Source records
════════════════

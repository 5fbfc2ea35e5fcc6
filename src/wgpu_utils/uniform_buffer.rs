use std::marker::PhantomData;

/// Typed uniform buffer that skips writes when the content is unchanged
pub struct UniformBuffer<Content> {
    buffer: wgpu::Buffer,
    content_type: PhantomData<Content>,
    previous_content: Vec<u8>,
}

impl<Content: bytemuck::Pod> UniformBuffer<Content> {
    fn name() -> &'static str {
        let type_name = std::any::type_name::<Content>();
        match type_name.rfind(':') {
            Some(pos) => &type_name[(pos + 1)..],
            None => type_name,
        }
    }

    pub fn new(device: &wgpu::Device) -> Self {
        let buffer = device.create_buffer(&wgpu::BufferDescriptor {
            label: Some(&format!("UniformBuffer: {}", Self::name())),
            size: std::mem::size_of::<Content>() as u64,
            usage: wgpu::BufferUsages::UNIFORM | wgpu::BufferUsages::COPY_DST,
            mapped_at_creation: false,
        });

        UniformBuffer {
            buffer,
            content_type: PhantomData,
            previous_content: Vec::new(),
        }
    }

    pub fn new_with_data(device: &wgpu::Device, initial_content: &Content) -> Self {
        let buffer = device.create_buffer(&wgpu::BufferDescriptor {
            label: Some(&format!("UniformBuffer: {}", Self::name())),
            size: std::mem::size_of::<Content>() as u64,
            usage: wgpu::BufferUsages::UNIFORM | wgpu::BufferUsages::COPY_DST,
            mapped_at_creation: true,
        });

        buffer
            .slice(..)
            .get_mapped_range_mut()
            .copy_from_slice(bytemuck::bytes_of(initial_content));
        buffer.unmap();

        UniformBuffer {
            buffer,
            content_type: PhantomData,
            previous_content: bytemuck::bytes_of(initial_content).to_vec(),
        }
    }

    pub fn update_content(&mut self, queue: &wgpu::Queue, content: Content) {
        let new_content = bytemuck::bytes_of(&content);
        if self.previous_content == new_content {
            return;
        }
        queue.write_buffer(&self.buffer, 0, new_content);
        self.previous_content = new_content.to_vec();
    }

    pub fn binding_resource(&self) -> wgpu::BindingResource {
        self.buffer.as_entire_binding()
    }

    /// Release the GPU allocation now instead of on drop.
    pub fn destroy(&self) {
        self.buffer.destroy();
    }
}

════════════════

— WHAT THE TASK ASKS —
What do the lines from the one with "pub fn binding_resource(&self)" through the last line of the entries say? Print them word for word, both ends included, and nothing else.

— EXPECTED ANSWER —
    pub fn binding_resource(&self) -> wgpu::BindingResource {
        self.buffer.as_entire_binding()
    }

    /// Release the GPU allocation now instead of on drop.
    pub fn destroy(&self) {
        self.buffer.destroy();
    }
}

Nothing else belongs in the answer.